What to do
Go through the entries below and copy every line that holds the word "Some".

=====

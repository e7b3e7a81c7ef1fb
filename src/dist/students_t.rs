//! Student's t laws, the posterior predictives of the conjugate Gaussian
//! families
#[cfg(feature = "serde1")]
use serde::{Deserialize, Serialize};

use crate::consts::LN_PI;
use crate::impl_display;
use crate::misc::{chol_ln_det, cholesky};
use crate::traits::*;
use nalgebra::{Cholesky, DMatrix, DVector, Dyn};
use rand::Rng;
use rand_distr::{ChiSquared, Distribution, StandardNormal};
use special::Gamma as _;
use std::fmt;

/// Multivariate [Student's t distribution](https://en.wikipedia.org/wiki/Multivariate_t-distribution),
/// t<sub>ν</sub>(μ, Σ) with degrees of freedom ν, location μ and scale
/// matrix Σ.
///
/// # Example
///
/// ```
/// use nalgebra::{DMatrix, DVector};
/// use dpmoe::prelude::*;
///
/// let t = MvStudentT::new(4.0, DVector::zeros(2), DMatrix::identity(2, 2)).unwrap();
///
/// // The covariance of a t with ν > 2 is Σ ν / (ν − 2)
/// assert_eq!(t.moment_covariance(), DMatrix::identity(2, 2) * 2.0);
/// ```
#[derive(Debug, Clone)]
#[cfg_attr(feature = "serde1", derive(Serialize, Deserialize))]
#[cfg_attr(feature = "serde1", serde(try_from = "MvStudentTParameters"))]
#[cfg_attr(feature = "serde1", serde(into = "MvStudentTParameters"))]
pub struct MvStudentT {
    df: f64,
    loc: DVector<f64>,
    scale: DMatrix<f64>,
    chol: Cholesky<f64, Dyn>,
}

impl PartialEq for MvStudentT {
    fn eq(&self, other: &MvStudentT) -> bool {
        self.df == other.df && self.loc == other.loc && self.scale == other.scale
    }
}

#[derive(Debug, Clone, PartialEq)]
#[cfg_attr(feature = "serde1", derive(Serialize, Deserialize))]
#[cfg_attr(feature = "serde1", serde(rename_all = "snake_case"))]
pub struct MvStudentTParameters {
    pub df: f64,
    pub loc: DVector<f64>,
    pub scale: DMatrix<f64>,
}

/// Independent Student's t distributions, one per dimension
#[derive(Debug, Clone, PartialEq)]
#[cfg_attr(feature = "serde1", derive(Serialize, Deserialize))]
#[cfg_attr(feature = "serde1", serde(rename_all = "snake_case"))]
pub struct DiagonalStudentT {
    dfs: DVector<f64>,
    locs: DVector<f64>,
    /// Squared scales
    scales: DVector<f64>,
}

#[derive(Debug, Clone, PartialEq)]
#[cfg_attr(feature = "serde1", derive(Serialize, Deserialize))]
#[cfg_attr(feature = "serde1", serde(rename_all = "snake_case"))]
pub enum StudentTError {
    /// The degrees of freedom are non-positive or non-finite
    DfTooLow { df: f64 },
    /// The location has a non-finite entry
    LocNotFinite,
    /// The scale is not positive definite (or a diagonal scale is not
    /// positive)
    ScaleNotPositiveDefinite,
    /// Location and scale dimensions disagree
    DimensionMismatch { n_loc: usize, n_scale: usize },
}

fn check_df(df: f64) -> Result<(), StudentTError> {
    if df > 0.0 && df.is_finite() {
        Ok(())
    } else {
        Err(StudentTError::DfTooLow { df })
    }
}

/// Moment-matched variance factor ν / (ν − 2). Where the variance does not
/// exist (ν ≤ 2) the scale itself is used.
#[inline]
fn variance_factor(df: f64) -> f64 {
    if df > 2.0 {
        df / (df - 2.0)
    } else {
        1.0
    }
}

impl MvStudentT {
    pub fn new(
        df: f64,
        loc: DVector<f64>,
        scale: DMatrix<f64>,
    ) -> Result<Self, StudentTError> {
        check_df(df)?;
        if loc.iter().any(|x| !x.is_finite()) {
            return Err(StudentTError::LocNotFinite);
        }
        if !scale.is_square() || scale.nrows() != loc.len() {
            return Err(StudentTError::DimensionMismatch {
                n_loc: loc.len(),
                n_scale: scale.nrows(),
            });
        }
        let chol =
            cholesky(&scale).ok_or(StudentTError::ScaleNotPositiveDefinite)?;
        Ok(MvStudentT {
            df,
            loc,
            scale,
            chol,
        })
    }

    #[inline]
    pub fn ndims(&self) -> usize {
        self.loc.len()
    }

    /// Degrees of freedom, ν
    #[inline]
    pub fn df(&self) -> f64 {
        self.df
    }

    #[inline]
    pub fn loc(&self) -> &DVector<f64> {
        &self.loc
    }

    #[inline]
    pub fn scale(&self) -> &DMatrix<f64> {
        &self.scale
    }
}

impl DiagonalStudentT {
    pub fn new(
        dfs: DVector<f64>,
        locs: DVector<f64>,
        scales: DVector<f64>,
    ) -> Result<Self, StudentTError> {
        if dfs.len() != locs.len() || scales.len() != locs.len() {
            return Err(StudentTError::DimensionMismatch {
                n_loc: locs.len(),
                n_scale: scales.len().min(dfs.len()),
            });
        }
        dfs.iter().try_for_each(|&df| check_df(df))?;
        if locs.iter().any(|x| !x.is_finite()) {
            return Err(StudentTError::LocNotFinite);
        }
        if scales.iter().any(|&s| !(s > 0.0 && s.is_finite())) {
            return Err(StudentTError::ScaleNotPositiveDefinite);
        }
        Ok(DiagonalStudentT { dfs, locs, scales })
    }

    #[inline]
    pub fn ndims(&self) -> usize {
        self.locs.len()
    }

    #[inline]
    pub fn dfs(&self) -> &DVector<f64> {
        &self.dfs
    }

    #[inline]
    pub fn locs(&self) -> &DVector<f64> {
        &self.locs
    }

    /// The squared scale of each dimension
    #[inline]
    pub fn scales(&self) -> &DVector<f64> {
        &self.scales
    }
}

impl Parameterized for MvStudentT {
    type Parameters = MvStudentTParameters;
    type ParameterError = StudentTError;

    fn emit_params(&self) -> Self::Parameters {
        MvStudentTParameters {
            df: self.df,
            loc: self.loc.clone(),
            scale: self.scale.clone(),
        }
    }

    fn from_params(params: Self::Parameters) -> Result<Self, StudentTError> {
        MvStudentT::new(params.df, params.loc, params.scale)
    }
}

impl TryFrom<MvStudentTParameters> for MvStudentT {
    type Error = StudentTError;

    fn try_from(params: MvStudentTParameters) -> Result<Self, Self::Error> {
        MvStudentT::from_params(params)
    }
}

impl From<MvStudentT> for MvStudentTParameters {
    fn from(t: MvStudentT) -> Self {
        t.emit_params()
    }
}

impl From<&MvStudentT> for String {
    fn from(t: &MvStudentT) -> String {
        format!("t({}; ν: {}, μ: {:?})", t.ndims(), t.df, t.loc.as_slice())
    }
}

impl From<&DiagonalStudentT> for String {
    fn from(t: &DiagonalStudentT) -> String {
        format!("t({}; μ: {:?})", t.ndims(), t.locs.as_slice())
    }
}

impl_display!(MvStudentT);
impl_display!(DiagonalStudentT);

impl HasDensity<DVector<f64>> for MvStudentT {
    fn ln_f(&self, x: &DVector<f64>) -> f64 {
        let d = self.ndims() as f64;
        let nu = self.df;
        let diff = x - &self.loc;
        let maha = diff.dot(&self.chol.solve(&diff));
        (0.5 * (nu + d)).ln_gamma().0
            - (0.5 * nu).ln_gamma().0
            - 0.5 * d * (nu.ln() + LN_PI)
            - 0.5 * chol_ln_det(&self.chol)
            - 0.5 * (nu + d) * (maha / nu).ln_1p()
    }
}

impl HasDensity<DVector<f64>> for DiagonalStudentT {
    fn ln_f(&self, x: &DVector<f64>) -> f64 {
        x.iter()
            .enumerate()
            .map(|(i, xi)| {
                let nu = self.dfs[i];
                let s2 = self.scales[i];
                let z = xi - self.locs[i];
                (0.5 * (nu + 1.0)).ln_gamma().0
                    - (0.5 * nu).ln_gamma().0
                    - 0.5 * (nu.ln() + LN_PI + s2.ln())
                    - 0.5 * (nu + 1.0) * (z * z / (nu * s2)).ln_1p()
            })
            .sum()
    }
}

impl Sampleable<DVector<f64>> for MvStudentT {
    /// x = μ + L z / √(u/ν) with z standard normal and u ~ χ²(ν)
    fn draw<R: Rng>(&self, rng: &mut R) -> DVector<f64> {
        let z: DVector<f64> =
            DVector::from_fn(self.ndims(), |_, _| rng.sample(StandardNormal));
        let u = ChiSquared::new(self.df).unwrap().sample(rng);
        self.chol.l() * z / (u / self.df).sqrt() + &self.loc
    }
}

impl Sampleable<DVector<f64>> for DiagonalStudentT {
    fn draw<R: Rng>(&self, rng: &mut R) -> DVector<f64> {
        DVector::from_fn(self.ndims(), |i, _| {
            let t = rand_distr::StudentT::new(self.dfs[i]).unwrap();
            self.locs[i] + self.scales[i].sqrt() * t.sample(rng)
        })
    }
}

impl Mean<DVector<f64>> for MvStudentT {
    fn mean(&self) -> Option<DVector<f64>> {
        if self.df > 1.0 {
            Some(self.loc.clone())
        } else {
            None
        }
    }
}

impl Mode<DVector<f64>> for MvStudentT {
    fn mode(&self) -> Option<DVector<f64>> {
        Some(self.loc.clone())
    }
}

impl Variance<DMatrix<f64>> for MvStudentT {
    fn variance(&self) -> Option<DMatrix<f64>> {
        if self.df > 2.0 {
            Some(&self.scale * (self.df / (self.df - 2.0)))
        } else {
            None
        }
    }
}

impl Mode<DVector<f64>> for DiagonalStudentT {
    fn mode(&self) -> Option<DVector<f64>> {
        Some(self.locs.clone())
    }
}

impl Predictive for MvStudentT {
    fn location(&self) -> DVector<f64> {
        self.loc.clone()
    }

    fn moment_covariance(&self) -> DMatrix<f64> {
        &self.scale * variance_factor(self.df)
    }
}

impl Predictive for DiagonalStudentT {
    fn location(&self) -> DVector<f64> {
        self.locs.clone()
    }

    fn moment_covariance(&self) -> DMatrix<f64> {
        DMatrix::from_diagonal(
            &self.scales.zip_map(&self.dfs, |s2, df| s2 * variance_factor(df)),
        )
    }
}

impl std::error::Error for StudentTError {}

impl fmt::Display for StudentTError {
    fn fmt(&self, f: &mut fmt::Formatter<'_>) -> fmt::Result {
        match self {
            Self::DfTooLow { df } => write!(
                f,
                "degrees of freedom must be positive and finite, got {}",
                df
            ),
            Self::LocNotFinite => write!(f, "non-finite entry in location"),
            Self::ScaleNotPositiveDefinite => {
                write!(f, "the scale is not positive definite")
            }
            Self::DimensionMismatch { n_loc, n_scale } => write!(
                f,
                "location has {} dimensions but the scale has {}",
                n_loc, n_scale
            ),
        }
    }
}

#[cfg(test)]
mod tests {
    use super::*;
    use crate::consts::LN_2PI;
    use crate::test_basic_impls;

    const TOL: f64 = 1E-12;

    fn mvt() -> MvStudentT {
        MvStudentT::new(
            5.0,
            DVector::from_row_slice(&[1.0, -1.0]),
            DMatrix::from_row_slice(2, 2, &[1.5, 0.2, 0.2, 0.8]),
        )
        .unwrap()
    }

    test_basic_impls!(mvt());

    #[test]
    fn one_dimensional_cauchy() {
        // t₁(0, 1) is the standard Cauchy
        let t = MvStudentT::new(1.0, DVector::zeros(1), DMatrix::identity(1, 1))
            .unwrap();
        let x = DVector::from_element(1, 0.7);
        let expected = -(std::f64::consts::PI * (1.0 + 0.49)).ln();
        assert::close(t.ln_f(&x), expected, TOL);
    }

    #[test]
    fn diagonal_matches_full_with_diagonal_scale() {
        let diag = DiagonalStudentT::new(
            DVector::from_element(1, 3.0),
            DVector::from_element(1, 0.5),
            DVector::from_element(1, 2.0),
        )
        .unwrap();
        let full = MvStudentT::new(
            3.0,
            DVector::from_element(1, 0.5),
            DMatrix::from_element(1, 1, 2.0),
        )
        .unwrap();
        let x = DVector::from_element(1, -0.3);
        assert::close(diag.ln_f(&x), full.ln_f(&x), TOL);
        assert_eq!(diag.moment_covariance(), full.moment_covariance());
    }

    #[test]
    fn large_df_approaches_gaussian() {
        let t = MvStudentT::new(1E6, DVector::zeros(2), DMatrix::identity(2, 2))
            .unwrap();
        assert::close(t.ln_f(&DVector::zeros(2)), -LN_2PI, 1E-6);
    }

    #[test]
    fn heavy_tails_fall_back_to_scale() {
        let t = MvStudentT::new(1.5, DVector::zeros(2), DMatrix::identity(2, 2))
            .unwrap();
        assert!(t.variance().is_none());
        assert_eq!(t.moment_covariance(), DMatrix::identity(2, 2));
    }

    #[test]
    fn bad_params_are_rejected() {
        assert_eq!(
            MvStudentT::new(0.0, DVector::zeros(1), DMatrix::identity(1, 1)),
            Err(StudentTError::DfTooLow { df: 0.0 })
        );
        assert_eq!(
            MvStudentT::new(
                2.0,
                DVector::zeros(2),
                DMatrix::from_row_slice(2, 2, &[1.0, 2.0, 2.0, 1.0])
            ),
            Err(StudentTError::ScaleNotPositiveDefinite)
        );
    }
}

=====

Finished exercise
            Some(self.loc.clone())
        Some(self.loc.clone())
            Some(&self.scale * (self.df / (self.df - 2.0)))
        Some(self.locs.clone())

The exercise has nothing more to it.